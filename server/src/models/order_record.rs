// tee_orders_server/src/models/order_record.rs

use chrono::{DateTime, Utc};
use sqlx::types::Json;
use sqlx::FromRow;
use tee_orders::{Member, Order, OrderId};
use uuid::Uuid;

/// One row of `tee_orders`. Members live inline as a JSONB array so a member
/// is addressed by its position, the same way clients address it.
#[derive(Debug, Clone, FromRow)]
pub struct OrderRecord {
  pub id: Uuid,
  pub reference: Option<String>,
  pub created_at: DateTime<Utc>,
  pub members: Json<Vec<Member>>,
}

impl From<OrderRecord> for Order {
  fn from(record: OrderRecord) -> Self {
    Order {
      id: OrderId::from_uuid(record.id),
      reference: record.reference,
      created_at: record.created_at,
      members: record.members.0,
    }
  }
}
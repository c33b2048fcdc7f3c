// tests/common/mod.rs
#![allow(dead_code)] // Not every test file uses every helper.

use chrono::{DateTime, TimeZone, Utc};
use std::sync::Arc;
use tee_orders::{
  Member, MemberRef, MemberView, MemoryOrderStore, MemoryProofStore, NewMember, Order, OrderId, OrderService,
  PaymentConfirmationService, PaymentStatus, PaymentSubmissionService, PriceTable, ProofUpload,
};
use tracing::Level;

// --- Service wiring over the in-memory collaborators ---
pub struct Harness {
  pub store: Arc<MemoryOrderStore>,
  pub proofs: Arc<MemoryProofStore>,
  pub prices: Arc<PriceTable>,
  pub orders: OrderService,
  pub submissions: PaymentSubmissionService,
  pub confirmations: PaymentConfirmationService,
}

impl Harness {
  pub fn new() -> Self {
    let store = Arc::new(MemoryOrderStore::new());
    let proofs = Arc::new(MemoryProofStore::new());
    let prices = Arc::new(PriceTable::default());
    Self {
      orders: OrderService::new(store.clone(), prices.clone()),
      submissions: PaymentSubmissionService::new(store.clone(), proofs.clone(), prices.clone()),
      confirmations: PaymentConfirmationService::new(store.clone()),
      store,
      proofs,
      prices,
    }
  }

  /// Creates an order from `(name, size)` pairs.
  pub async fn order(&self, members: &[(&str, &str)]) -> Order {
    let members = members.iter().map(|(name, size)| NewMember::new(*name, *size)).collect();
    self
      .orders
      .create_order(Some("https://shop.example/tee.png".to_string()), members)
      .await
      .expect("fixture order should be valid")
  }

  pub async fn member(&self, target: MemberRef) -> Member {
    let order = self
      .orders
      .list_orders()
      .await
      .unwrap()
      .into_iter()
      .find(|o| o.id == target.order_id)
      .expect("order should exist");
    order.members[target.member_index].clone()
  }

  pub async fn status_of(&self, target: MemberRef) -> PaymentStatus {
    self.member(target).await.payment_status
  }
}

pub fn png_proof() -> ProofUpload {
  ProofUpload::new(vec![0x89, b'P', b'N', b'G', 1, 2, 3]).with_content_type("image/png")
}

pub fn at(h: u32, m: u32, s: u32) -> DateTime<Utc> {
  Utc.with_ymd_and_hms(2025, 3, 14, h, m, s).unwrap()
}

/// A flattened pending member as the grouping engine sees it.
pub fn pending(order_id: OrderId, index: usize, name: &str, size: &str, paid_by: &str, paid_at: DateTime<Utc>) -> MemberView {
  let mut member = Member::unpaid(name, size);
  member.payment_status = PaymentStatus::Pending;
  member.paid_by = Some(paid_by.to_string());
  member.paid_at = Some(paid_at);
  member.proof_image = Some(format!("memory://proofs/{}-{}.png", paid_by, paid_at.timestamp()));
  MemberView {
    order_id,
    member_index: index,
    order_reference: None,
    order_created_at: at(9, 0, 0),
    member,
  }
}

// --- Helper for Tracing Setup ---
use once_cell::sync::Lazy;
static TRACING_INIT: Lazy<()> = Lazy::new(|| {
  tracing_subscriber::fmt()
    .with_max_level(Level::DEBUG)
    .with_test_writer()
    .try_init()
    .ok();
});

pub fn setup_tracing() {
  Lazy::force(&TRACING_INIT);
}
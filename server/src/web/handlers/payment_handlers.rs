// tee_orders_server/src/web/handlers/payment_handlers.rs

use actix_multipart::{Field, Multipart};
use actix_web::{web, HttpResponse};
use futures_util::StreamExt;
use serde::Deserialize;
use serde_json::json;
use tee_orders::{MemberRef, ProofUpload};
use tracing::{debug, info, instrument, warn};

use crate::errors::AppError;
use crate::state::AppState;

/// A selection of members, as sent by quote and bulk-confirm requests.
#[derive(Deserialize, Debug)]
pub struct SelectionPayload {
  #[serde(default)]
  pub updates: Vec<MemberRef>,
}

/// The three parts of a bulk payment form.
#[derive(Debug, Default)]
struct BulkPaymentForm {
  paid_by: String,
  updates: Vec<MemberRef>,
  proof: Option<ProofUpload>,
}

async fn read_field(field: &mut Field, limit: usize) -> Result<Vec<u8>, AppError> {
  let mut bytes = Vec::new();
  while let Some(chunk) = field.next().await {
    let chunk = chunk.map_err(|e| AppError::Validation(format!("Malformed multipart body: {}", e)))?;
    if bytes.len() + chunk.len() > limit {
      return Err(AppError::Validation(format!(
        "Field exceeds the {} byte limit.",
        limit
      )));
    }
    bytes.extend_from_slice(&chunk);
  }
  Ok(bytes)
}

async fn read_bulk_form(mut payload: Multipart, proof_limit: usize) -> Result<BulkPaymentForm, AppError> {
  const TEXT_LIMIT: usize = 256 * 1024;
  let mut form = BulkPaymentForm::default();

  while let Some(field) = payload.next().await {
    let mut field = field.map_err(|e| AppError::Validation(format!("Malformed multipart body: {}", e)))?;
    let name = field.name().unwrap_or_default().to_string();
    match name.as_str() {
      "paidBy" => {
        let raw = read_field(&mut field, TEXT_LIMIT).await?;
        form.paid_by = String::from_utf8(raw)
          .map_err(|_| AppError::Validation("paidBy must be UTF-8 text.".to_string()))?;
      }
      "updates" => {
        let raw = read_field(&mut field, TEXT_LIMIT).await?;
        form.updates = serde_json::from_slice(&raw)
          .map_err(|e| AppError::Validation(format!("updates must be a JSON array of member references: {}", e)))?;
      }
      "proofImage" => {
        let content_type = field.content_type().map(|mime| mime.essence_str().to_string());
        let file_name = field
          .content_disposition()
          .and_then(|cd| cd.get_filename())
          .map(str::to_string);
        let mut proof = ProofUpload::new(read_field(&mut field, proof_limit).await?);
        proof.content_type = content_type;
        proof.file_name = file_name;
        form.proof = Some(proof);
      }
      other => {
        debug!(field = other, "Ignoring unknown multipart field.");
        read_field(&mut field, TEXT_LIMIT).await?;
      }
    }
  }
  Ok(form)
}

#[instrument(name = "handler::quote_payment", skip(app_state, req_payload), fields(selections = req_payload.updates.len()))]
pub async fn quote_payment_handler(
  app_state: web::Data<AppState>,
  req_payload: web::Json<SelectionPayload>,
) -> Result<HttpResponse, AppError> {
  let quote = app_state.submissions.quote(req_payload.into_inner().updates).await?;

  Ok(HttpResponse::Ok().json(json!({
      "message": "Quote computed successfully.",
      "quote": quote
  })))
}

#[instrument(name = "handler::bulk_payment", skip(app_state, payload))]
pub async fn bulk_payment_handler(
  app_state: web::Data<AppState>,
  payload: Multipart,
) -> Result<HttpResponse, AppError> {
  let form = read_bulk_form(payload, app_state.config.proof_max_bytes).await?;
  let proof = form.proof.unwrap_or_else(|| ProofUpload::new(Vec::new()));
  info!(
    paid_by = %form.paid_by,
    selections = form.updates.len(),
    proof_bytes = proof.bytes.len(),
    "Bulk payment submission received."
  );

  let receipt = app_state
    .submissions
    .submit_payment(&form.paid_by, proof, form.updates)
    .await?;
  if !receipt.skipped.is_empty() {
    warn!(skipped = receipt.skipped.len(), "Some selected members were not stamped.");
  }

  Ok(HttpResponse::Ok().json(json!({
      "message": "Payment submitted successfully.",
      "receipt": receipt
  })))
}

▬▬▬

Assignment
Look over the data above and show each line that contains "instrument".

Solution to the exercise
use tracing::{debug, info, instrument, warn};
#[instrument(name = "handler::quote_payment", skip(app_state, req_payload), fields(selections = req_payload.updates.len()))]
#[instrument(name = "handler::bulk_payment", skip(app_state, payload))]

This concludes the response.